To create 5 new synthetic alfalfa populations. To assess gene expression of alfalfa cultivars in response to grazing. To identify top yielding alfalfa cultivars and to intercross top yielding alfalfa to create new alffalfa breeding lines. To test forage yield and performance in replicated fields trials.
Alfalfa is one of the most important forage crops for the Canadian beef and dairy industries. In the Canadian Prairies alone, there is over 4.5 million hectares of pure alfalfa or grass-alfalfa mixed stand in production. Development of regionally adapted new alfalfa cultivars has been an important topic for various industry groups. This research project is an important first-step toward initiating an active alfalfa breeding program in Saskatchewan. We have collected and developed a set of alfalfa germplasm for the future alfalfa breeding. Besides this, 13 new alfalfa synthetic lines have been developed through this project using plants from 14 long-term grazing sites across four soil zone of Saskatchewan and new alfalfa germplasm introduction. The 13 alfalfa synthetic lines can be grouped to 1) high yielding alfalfa line with reduced fall dormancy 2) yellow flowering alfalfa lines with drought tolerance 3) grazing tolerant alfalfa line 4) extreme winter hardy alfalfa line.
Among the 14 alfalfa populations with long-term grazing history, the populations from Black soil zone had the highest vigor and forage yield among the soil zones in this study. The regrowth yield was similar for the populations from Grey and Black soil zones, which was higher than the populations sampled from the Brown and Dark Brown soil zones. The majority of alfalfa genotypes sampled from the long-term grazing sites contained both falcata type (yellow flower) and Sativa type (purple flower) genetics, but the sativa background dominated in the populations. There was a trend of genetic shift of the populations among the soil zones. The populations from Black and Brown soil zones had a tendency to shift toward two different directions while the populations from Dark Brown and Grey-wooded zones were intermediate overlapping with others. This clearly demonstrated a long-term adaptation to local growth environment. This study also identified five major SNP markers for tillers number, fall dormancy and regrowth traits of alfalfa.
In this study, forage yield data of alfalfa cultivars tested from 1997 to 2011 in the Western Forage Variety Testing System were analyzed to understand forage yield trend of alfalfa in the prairies. We found there was no significant trend of alfalfa yield increase in western Canada in the past 15 years. However, regrowth yield of alfalfa cultivars released from 2000 to 2011 showed an increase under irrigation. We concluded that development of alfalfa cultivars with tolerance to early season drought would be necessary to stabilize alfalfa production under changing climate in the Canadian prairie.

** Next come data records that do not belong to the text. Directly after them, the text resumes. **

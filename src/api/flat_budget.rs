//! Flat budget endpoints: `GET /`, `GET /api` and `POST /api/flat-budget`
//! (also reachable as `POST /api/nsfas-budget`).

use crate::{
    api::{ApiJson, AppState},
    core::flat_budget::{BudgetSummary, FlatBudgetRequest},
    errors::Result,
};
use axum::{Json, extract::State};
use tracing::{debug, instrument};

/// Summary over the configured defaults.
pub async fn default_summary(State(state): State<AppState>) -> Json<BudgetSummary> {
    Json(state.flat_budget.summary())
}

/// Summary over caller-supplied inputs, with defaults filling any gap.
#[instrument(skip(state))]
pub async fn custom_summary(
    State(state): State<AppState>,
    ApiJson(request): ApiJson<FlatBudgetRequest>,
) -> Result<Json<BudgetSummary>> {
    let summary = request.resolve(&state.flat_budget)?;
    debug!(remaining = summary.remaining, "Flat budget computed");
    Ok(Json(summary))
}

#[cfg(test)]
mod tests {
    #![allow(clippy::unwrap_used)]
    #![allow(clippy::float_cmp)]
    use crate::{
        api::{AppState, router},
        core::flat_budget::{FlatBudgetDefaults, OVERSPENDING, WITHIN_BUDGET},
        test_utils::*,
    };
    use axum::http::{Method, StatusCode};
    use serde_json::json;

    #[tokio::test]
    async fn test_default_summary_on_both_routes() {
        let app = router(AppState::new(FlatBudgetDefaults::default()));

        for uri in ["/", "/api"] {
            let (status, body) = send_json(&app, Method::GET, uri, None).await;
            assert_eq!(status, StatusCode::OK);
            assert_eq!(body["allowance"], 1650.0);
            assert_eq!(body["totalExpenses"], 1600.0);
            assert_eq!(body["remaining"], 50.0);
            assert_eq!(body["message"], WITHIN_BUDGET);
            assert_eq!(body["expenses"]["groceries"], 400.0);
        }
    }

    #[tokio::test]
    async fn test_default_summary_overspending() {
        let defaults = FlatBudgetDefaults {
            allowance: 500.0,
            ..FlatBudgetDefaults::default()
        };
        let app = router(AppState::new(defaults));

        let (status, body) = send_json(&app, Method::GET, "/api", None).await;
        assert_eq!(status, StatusCode::OK);
        assert_eq!(body["message"], OVERSPENDING);
        assert!(body["remaining"].as_f64().unwrap() < 0.0);
    }

    #[tokio::test]
    async fn test_custom_summary() {
        let app = router(AppState::new(FlatBudgetDefaults::default()));

        let (status, body) = send_json(
            &app,
            Method::POST,
            "/api/flat-budget",
            Some(json!({ "allowance": 1000, "expenses": { "rent": 700, "food": 450 } })),
        )
        .await;
        assert_eq!(status, StatusCode::OK);
        assert_eq!(body["allowance"], 1000.0);
        assert_eq!(body["totalExpenses"], 1150.0);
        assert_eq!(body["remaining"], -150.0);
        assert_eq!(body["message"], OVERSPENDING);

        let (status, body) =
            send_json(&app, Method::POST, "/api/flat-budget", Some(json!({}))).await;
        assert_eq!(status, StatusCode::OK);
        assert_eq!(body["allowance"], 1650.0);
        assert_eq!(body["totalExpenses"], 1600.0);
    }

    #[tokio::test]
    async fn test_custom_summary_legacy_route_and_null_expenses() {
        let app = router(AppState::new(FlatBudgetDefaults::default()));

        let (status, body) = send_json(
            &app,
            Method::POST,
            "/api/nsfas-budget",
            Some(json!({ "allowance": 2000, "expenses": null })),
        )
        .await;
        assert_eq!(status, StatusCode::OK);
        assert_eq!(body["allowance"], 2000.0);
        assert_eq!(body["totalExpenses"], 1600.0);
        assert_eq!(body["remaining"], 400.0);
        assert_eq!(body["message"], WITHIN_BUDGET);
    }

    #[tokio::test]
    async fn test_custom_summary_rejects_bad_shapes() {
        let app = router(AppState::new(FlatBudgetDefaults::default()));

        for payload in [
            json!({ "allowance": -1 }),
            json!({ "allowance": "plenty" }),
            json!({ "allowance": null }),
            json!({ "expenses": [100, 200] }),
            json!({ "expenses": "rent" }),
            json!({ "expenses": { "rent": "cheap" } }),
            json!({ "expenses": { "refund": -10 } }),
        ] {
            let (status, body) =
                send_json(&app, Method::POST, "/api/flat-budget", Some(payload.clone())).await;
            assert_eq!(status, StatusCode::BAD_REQUEST, "payload {payload}");
            assert!(body["error"].is_string());
        }
    }
}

This project also provided research experience opportunities to many undergraduate students, trained a 6-credit undergraduate thesis student, and a Ph. D student in alfalfa breeding and genomics at the University of Saskatchewan.

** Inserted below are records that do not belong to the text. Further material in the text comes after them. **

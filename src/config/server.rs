//! Listener configuration for the HTTP server.
//!
//! The address comes from the `[server]` table of `config.toml`; the `PORT` environment
//! variable, when set, takes precedence over the configured port.

use crate::errors::{Error, Result};
use serde::Deserialize;

/// Environment variable that overrides the configured port.
pub const PORT_ENV_VAR: &str = "PORT";

/// Where the HTTP server listens.
#[derive(Clone, Debug, PartialEq, Eq, Deserialize)]
#[serde(default)]
pub struct ServerConfig {
    /// Interface to bind, e.g. `0.0.0.0` or `127.0.0.1`
    pub host: String,
    /// TCP port
    pub port: u16,
}

impl Default for ServerConfig {
    fn default() -> Self {
        Self {
            host: "0.0.0.0".to_string(),
            port: 3000,
        }
    }
}

impl ServerConfig {
    /// `host:port`, ready for `TcpListener::bind`.
    #[must_use]
    pub fn bind_address(&self) -> String {
        format!("{}:{}", self.host, self.port)
    }

    /// Replaces the port with `port` when one is given.
    ///
    /// # Errors
    /// Returns [`Error::Config`] when `port` is not a valid TCP port number.
    pub fn with_port_override(mut self, port: Option<&str>) -> Result<Self> {
        if let Some(raw) = port {
            self.port = raw.trim().parse().map_err(|e| Error::Config {
                message: format!("{PORT_ENV_VAR} must be a port number, got {raw:?}: {e}"),
            })?;
        }
        Ok(self)
    }
}

/// Reads the port override from the environment, if any.
#[must_use]
pub fn port_from_env() -> Option<String> {
    std::env::var(PORT_ENV_VAR).ok()
}
/// Envelope record and partial-update payload
pub mod envelope;

/// Stateless allowance-versus-expenses calculator
pub mod flat_budget;

/// Envelope ledger: CRUD and transfers over in-memory envelopes
pub mod ledger;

- This research project has initiated an active alfalfa breeding program in Saskatchewan, and developed 13 new alfalfa synthetic lines adapted to Canadian prairie regions.

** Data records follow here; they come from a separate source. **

//! Envelope record - one budget category tracked by the ledger.
//!
//! An envelope carries a budget cap and a current balance. The ledger guarantees
//! `0 <= balance <= budget` for every envelope it hands out.

use crate::errors::{Error, Result};
use serde::{Deserialize, Deserializer, Serialize, de};

/// Identifier assigned by the ledger at creation time. Never reused.
pub type EnvelopeId = u64;

/// A named budget category with a cap and a current balance.
#[derive(Clone, Debug, PartialEq, Serialize, Deserialize)]
pub struct Envelope {
    /// Unique identifier, assigned in creation order starting at 1
    pub id: EnvelopeId,
    /// Human-readable label (e.g., "Food", "Rent")
    pub name: String,
    /// Cap for this envelope
    pub budget: f64,
    /// Funds currently available in this envelope
    pub balance: f64,
}

impl Envelope {
    /// Returns true when the balance sits inside `0..=budget`.
    #[must_use]
    pub fn is_within_budget(&self) -> bool {
        self.balance >= 0.0 && self.balance <= self.budget
    }
}

/// Partial update for an existing envelope. Absent fields are left untouched.
#[derive(Clone, Debug, Default, PartialEq, Deserialize)]
pub struct EnvelopeUpdate {
    /// Replacement name
    pub name: Option<String>,
    /// New budget cap; the balance is clamped down when it exceeds the new cap
    #[serde(default, deserialize_with = "present_number")]
    pub budget: Option<f64>,
    /// New balance; must fit inside the (possibly just updated) budget
    #[serde(default, deserialize_with = "present_number")]
    pub balance: Option<f64>,
}

impl EnvelopeUpdate {
    /// Returns true when no field is set.
    #[must_use]
    pub const fn is_empty(&self) -> bool {
        self.name.is_none() && self.budget.is_none() && self.balance.is_none()
    }
}

/// Deserializes an optional number field where an explicit `null` is an error.
///
/// Pair with `#[serde(default)]`: an absent key stays `None`, a present key must hold a number.
pub fn present_number<'de, D>(deserializer: D) -> std::result::Result<Option<f64>, D::Error>
where
    D: Deserializer<'de>,
{
    Option::<f64>::deserialize(deserializer)?
        .map(Some)
        .ok_or_else(|| de::Error::custom("expected a number, found null"))
}

/// Checks that `amount` is a finite, non-negative number.
///
/// Used for budgets, balances and flat-budget amounts alike.
pub fn validate_non_negative(amount: f64) -> Result<f64> {
    if !amount.is_finite() || amount < 0.0 {
        return Err(Error::InvalidAmount { amount });
    }
    Ok(amount)
}

/// Checks that `amount` is a finite, strictly positive number.
pub fn validate_positive(amount: f64) -> Result<f64> {
    if !amount.is_finite() || amount <= 0.0 {
        return Err(Error::InvalidAmount { amount });
    }
    Ok(amount)
}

- There was a trend of genetic shift of the alfalfa populations following a long-term grazing with the populations from Black and Brown soil zones had a tendency to shift toward two different directions while the populations from Dark Brown and Grey-wooded zones were intermediate to them.
- This study also identified a few major molecular markers for alfalfa selection in the breeding program.
Development of alfalfa cultivars with tolerance to early season drought would be necessary to stabilize alfalfa production under changing climate in the Canadian prairie.
- Trained a Ph.D student in alfalfa breeding and genomics.